(GIVEN RECORDS begins)
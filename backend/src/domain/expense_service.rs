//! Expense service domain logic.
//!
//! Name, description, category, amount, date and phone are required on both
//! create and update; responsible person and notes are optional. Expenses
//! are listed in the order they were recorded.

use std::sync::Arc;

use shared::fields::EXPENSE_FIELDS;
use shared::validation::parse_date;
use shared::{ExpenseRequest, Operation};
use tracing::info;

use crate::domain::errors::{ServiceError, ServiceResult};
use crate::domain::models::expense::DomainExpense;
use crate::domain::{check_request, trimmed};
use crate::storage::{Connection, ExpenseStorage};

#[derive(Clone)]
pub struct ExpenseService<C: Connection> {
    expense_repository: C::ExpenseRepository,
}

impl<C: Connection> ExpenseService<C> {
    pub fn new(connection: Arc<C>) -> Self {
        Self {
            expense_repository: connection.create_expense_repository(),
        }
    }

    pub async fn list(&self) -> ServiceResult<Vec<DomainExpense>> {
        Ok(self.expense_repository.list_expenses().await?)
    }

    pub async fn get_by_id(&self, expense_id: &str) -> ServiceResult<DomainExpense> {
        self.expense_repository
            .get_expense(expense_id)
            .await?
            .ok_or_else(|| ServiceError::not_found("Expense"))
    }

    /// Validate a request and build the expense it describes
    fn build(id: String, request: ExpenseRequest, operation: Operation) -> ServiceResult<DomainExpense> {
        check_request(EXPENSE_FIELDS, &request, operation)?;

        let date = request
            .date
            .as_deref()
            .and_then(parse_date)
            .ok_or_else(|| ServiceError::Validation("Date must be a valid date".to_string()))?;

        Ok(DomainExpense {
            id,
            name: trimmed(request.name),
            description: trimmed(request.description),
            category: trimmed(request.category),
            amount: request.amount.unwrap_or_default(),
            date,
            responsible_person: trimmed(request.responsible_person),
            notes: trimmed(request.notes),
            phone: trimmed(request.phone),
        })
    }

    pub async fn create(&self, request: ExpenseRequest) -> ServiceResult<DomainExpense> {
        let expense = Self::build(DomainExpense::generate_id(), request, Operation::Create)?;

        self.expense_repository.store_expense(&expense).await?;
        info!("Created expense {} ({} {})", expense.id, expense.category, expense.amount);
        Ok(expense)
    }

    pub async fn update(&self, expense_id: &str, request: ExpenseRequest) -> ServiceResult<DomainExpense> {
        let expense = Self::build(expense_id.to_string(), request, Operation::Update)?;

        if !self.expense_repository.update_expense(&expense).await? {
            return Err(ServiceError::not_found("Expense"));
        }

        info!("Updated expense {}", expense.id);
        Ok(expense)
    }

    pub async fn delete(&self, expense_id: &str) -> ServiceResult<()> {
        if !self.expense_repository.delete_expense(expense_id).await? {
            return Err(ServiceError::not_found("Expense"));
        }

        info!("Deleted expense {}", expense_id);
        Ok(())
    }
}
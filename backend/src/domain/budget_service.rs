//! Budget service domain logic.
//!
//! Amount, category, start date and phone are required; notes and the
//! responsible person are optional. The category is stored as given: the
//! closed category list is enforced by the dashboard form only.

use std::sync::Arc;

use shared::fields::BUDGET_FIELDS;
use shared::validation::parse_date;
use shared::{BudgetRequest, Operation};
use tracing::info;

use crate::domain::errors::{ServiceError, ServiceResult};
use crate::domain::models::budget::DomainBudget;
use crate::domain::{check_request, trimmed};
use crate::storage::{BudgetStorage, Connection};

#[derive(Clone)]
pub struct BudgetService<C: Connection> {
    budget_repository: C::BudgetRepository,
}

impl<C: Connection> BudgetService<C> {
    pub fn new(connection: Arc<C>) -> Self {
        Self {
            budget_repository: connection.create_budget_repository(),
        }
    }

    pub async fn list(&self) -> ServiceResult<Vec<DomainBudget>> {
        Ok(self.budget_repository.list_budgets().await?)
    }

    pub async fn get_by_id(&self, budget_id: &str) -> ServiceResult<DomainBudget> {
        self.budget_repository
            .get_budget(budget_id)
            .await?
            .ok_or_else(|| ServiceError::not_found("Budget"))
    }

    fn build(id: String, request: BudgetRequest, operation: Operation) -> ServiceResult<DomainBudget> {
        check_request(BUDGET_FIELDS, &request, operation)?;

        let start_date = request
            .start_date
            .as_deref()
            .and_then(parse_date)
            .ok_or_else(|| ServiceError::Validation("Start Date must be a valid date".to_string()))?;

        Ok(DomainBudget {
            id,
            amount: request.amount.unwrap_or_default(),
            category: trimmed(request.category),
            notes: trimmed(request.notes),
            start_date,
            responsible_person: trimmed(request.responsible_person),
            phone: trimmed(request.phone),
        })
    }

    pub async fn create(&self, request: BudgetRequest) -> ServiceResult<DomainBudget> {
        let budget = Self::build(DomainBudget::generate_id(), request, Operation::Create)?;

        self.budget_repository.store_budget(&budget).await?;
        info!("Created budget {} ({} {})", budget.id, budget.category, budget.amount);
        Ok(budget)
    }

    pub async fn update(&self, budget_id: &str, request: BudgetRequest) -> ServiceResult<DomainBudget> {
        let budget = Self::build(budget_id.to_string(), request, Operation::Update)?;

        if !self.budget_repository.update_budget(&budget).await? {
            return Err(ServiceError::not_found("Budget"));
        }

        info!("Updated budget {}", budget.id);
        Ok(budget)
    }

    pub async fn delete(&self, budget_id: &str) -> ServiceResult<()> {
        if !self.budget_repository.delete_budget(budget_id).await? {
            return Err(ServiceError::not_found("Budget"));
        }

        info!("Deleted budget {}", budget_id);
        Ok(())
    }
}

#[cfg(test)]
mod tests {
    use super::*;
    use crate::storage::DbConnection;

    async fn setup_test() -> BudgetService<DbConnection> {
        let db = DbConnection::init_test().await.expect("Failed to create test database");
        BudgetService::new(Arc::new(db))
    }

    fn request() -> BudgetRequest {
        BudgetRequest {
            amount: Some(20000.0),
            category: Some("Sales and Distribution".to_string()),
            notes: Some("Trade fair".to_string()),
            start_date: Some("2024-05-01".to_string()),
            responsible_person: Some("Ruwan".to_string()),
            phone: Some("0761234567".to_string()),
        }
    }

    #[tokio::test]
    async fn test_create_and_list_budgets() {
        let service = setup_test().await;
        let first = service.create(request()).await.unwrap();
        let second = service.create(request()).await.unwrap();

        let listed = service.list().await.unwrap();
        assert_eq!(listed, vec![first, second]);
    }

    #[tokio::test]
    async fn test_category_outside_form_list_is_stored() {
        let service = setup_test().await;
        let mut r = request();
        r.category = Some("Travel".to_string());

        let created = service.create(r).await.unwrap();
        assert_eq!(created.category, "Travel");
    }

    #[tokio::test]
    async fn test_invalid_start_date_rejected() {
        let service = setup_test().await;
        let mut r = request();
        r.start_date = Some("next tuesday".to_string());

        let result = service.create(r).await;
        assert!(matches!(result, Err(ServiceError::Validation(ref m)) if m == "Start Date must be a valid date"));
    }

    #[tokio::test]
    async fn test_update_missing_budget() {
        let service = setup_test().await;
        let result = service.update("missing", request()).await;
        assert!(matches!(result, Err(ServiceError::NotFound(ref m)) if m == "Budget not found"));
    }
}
(GIVEN RECORDS ends)
**EXERCISE BRIEF:** Work through the records above. Copy every line with the string "must".

**SOLUTION FOR THIS TASK:**
            .ok_or_else(|| ServiceError::Validation("Date must be a valid date".to_string()))?;
            .ok_or_else(|| ServiceError::Validation("Start Date must be a valid date".to_string()))?;
        assert!(matches!(result, Err(ServiceError::Validation(ref m)) if m == "Start Date must be a valid date"));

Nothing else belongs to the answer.